The whistleblowing Web site published tens of thousands of war records a week ago, a move the Pentagon has said could cost lives and damage the trust of allies by exposing US intelligence-gathering methods and names of Afghan contacts.

"My attitude on this is that there are two areas of culpability. One is legal culpability. And that's up to the Justice Department and others -- that's not my arena," Gates told the ABC News show "This Week with Christiane Amanpour."

Defense Secretary Robert Gates blasts WikiLeaks yesterday on "This Week with Christiane Amanpour," saying the revelation of secret information puts the lives of US soldiers in peril.

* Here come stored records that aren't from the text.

//! Bounded exponential backoff for flaky outbound calls.

use std::future::Future;
use std::time::Duration;

/// Exponential backoff policy: `base * 2^attempt`, capped at `max_delay`.
#[derive(Debug, Clone, Copy)]
pub struct Backoff {
    pub base: Duration,
    pub max_delay: Duration,
    pub max_attempts: u32,
}

impl Default for Backoff {
    fn default() -> Self {
        Self {
            base: Duration::from_millis(500),
            max_delay: Duration::from_secs(30),
            max_attempts: 3,
        }
    }
}

impl Backoff {
    pub fn with_max_attempts(max_attempts: u32) -> Self {
        Self {
            max_attempts,
            ..Self::default()
        }
    }

    pub fn delay_for(&self, attempt: u32) -> Duration {
        let exp = self.base.saturating_mul(2u32.saturating_pow(attempt));
        exp.min(self.max_delay)
    }

    /// Retry `op` until it succeeds or attempts are exhausted. The last
    /// error is returned unchanged.
    pub async fn retry<T, E, F, Fut>(&self, mut op: F) -> Result<T, E>
    where
        F: FnMut() -> Fut,
        Fut: Future<Output = Result<T, E>>,
        E: std::fmt::Display,
    {
        let mut attempt = 0;
        loop {
            match op().await {
                Ok(value) => return Ok(value),
                Err(err) if attempt + 1 < self.max_attempts => {
                    let delay = self.delay_for(attempt);
                    tracing::debug!(attempt, error = %err, delay_ms = delay.as_millis() as u64, "retrying after failure");
                    tokio::time::sleep(delay).await;
                    attempt += 1;
                }
                Err(err) => return Err(err),
            }
        }
    }
}

#[cfg(test)]
mod tests {
    use super::*;
    use std::sync::atomic::{AtomicU32, Ordering};

    #[test]
    fn test_delay_growth_and_cap() {
        let backoff = Backoff {
            base: Duration::from_millis(100),
            max_delay: Duration::from_millis(350),
            max_attempts: 5,
        };
        assert_eq!(backoff.delay_for(0), Duration::from_millis(100));
        assert_eq!(backoff.delay_for(1), Duration::from_millis(200));
        assert_eq!(backoff.delay_for(2), Duration::from_millis(350));
    }

    #[tokio::test]
    async fn test_retry_until_success() {
        let calls = AtomicU32::new(0);
        let backoff = Backoff {
            base: Duration::from_millis(1),
            max_delay: Duration::from_millis(2),
            max_attempts: 4,
        };
        let result: Result<u32, String> = backoff
            .retry(|| {
                let n = calls.fetch_add(1, Ordering::SeqCst);
                async move {
                    if n < 2 {
                        Err("not yet".to_string())
                    } else {
                        Ok(n)
                    }
                }
            })
            .await;
        assert_eq!(result.unwrap(), 2);
        assert_eq!(calls.load(Ordering::SeqCst), 3);
    }

    #[tokio::test]
    async fn test_retry_exhaustion_returns_last_error() {
        let backoff = Backoff {
            base: Duration::from_millis(1),
            max_delay: Duration::from_millis(1),
            max_attempts: 2,
        };
        let result: Result<(), String> = backoff.retry(|| async { Err("down".to_string()) }).await;
        assert_eq!(result.unwrap_err(), "down");
    }
}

"But there's also a moral culpability. And that's where I think the verdict is 'guilty' on WikiLeaks. They have put this out without any regard whatsoever for the consequences."

Gates and Adm. Mike Mullen, chairman of the Joint Chiefs of Staff, appeared on television talk shows renewing those concerns amid fears WikiLeaks may publish more documents.

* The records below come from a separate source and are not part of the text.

//! CI artifacts (deployable images) and their git material info.

use chrono::NaiveDateTime;
use serde::{Deserialize, Serialize};
use sqlx::{FromRow, PgPool};

/// Data sources as persisted. `ext` and the empty string are the deprecated
/// forms that get migrated to the webhook source on read.
pub mod data_source {
    pub const GIT: &str = "GIT";
    pub const WEBHOOK: &str = "WEBHOOK";
    pub const PRE_CD: &str = "pre_cd";
    pub const POST_CD: &str = "post_cd";
    pub const EXT: &str = "ext";
}

#[derive(Debug, Clone, PartialEq, Serialize, Deserialize, FromRow)]
pub struct CiArtifact {
    pub id: i32,
    pub pipeline_id: Option<i32>,
    pub image: String,
    pub image_digest: String,
    pub material_info: Option<String>,
    pub data_source: String,
    pub workflow_id: Option<i32>,
    pub parent_ci_artifact: Option<i32>,
    pub scanned: bool,
    pub scan_enabled: bool,
    pub created_at: NaiveDateTime,
    pub updated_at: NaiveDateTime,
}

/// One git material as recorded on the artifact at build time.
#[derive(Debug, Clone, PartialEq, Serialize, Deserialize)]
pub struct CiMaterialInfo {
    #[serde(default)]
    pub material: MaterialRef,
    #[serde(default)]
    pub modifications: Vec<Modification>,
}

#[derive(Debug, Clone, Default, PartialEq, Serialize, Deserialize)]
#[serde(rename_all = "camelCase")]
pub struct MaterialRef {
    #[serde(default)]
    pub git_configuration: GitConfiguration,
    #[serde(default, rename = "type")]
    pub source_type: String,
    #[serde(default)]
    pub value: String,
}

#[derive(Debug, Clone, Default, PartialEq, Serialize, Deserialize)]
pub struct GitConfiguration {
    #[serde(default)]
    pub url: String,
}

#[derive(Debug, Clone, Default, PartialEq, Serialize, Deserialize)]
#[serde(rename_all = "camelCase")]
pub struct Modification {
    #[serde(default)]
    pub revision: String,
    #[serde(default)]
    pub modified_time: String,
    #[serde(default)]
    pub author: String,
    #[serde(default)]
    pub message: String,
}

impl CiArtifact {
    pub async fn find_by_id(pool: &PgPool, id: i32) -> Result<Option<CiArtifact>, sqlx::Error> {
        sqlx::query_as::<_, CiArtifact>(
            r#"
            SELECT id, pipeline_id, image, image_digest, material_info, data_source,
                   workflow_id, parent_ci_artifact, scanned, scan_enabled,
                   created_at, updated_at
            FROM ci_artifact WHERE id = $1
            "#,
        )
        .bind(id)
        .fetch_optional(pool)
        .await
    }

    /// Deprecated data sources are rewritten to WEBHOOK the first time the
    /// artifact is fetched for a trigger.
    pub fn is_migration_required(&self) -> bool {
        self.data_source == data_source::EXT || self.data_source.is_empty()
    }

    pub async fn migrate_to_webhook_data_source(
        pool: &PgPool,
        artifact_id: i32,
    ) -> Result<(), sqlx::Error> {
        sqlx::query(
            r#"UPDATE ci_artifact SET data_source = $2, updated_at = NOW() WHERE id = $1"#,
        )
        .bind(artifact_id)
        .bind(data_source::WEBHOOK)
        .execute(pool)
        .await?;
        Ok(())
    }

    /// Material info is stored as a JSON array; older rows store a single
    /// object, accepted here as well.
    pub fn parse_material_info(&self) -> Result<Vec<CiMaterialInfo>, serde_json::Error> {
        let raw = match self.material_info.as_deref() {
            Some(raw) if !raw.is_empty() => raw,
            _ => return Ok(Vec::new()),
        };
        match serde_json::from_str::<Vec<CiMaterialInfo>>(raw) {
            Ok(list) => Ok(list),
            Err(_) => serde_json::from_str::<CiMaterialInfo>(raw).map(|one| vec![one]),
        }
    }
}

#[cfg(test)]
mod tests {
    use super::*;
    use chrono::Utc;

    fn artifact(data_source: &str, material_info: Option<&str>) -> CiArtifact {
        let now = Utc::now().naive_utc();
        CiArtifact {
            id: 7,
            pipeline_id: Some(3),
            image: "registry.example.com/app:abc123".to_string(),
            image_digest: "sha256:deadbeef".to_string(),
            material_info: material_info.map(|s| s.to_string()),
            data_source: data_source.to_string(),
            workflow_id: Some(11),
            parent_ci_artifact: None,
            scanned: true,
            scan_enabled: true,
            created_at: now,
            updated_at: now,
        }
    }

    #[test]
    fn test_migration_required_for_deprecated_sources() {
        assert!(artifact(data_source::EXT, None).is_migration_required());
        assert!(artifact("", None).is_migration_required());
        assert!(!artifact(data_source::GIT, None).is_migration_required());
        assert!(!artifact(data_source::WEBHOOK, None).is_migration_required());
    }

    #[test]
    fn test_parse_material_info_array_and_single_object() {
        let as_array = r#"[{"material":{"gitConfiguration":{"url":"https://github.com/acme/app.git"},"type":"SOURCE_TYPE_BRANCH_FIXED","value":"main"},"modifications":[{"revision":"abc123"}]}]"#;
        let parsed = artifact(data_source::GIT, Some(as_array))
            .parse_material_info()
            .unwrap();
        assert_eq!(parsed.len(), 1);
        assert_eq!(parsed[0].modifications[0].revision, "abc123");

        let as_object = r#"{"material":{"value":"main"},"modifications":[]}"#;
        let parsed = artifact(data_source::GIT, Some(as_object))
            .parse_material_info()
            .unwrap();
        assert_eq!(parsed.len(), 1);
        assert_eq!(parsed[0].material.value, "main");

        assert!(artifact(data_source::GIT, None)
            .parse_material_info()
            .unwrap()
            .is_empty());
    }
}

The release of the documents has fanned doubts about President Obama's strategy to turn the tide in the unpopular war. July, with 66 fatalities, was the deadliest month for US forces in Afghanistan since fighting there started in 2001.

Mullen, speaking on NBC's "Meet the Press," called the leak "unprecedented" in its scope and volume. He said the Pentagon is trying to protect Afghans who may be at risk of Taliban retaliation following the publication of the secret war documents.

"People that aren't in a fight like this, that don't do this for a living, don't understand what the potential is for something like this in terms of the kind of information, and a piece of information may seem very innocent in and of itself, and a lot of this is old information," he said.

The Taliban has said it will use the material to try to hunt down people who've been cooperating with the United States.

The investigation into the leak is focusing on Pfc. Bradley Manning, who worked as an Army intelligence analyst in Iraq. Manning is already under arrest and charged with leaking a classified video showing a 2007 US helicopter attack that killed a dozen people in Iraq, including two Reuters journalists.

Adrian Lamo, a former computer hacker who reported Manning to authorities this year after receiving what appeared to be incriminating messages from him, told Reuters he believed probers are looking at people close to Manning with ties to WikiLeaks.

Lamo also said Manning was aided by two students at MIT who passed along encryption software, CNN reported.

Manning, being held at a detention facility in Virginia, has not been officially named as a suspect in the latest leak.

Obama, in an interview taped Friday and broadcast yesterday, said the goal for the Afghanistan war is modest enough to achieve.

The president said the United States isn't trying to turn Afghanistan into what he calls a "model of Jeffersonian democracy." The goal, Obama told CBS's "Sunday Morning" show, is to keep Afghanistan from returning to being a terrorist haven.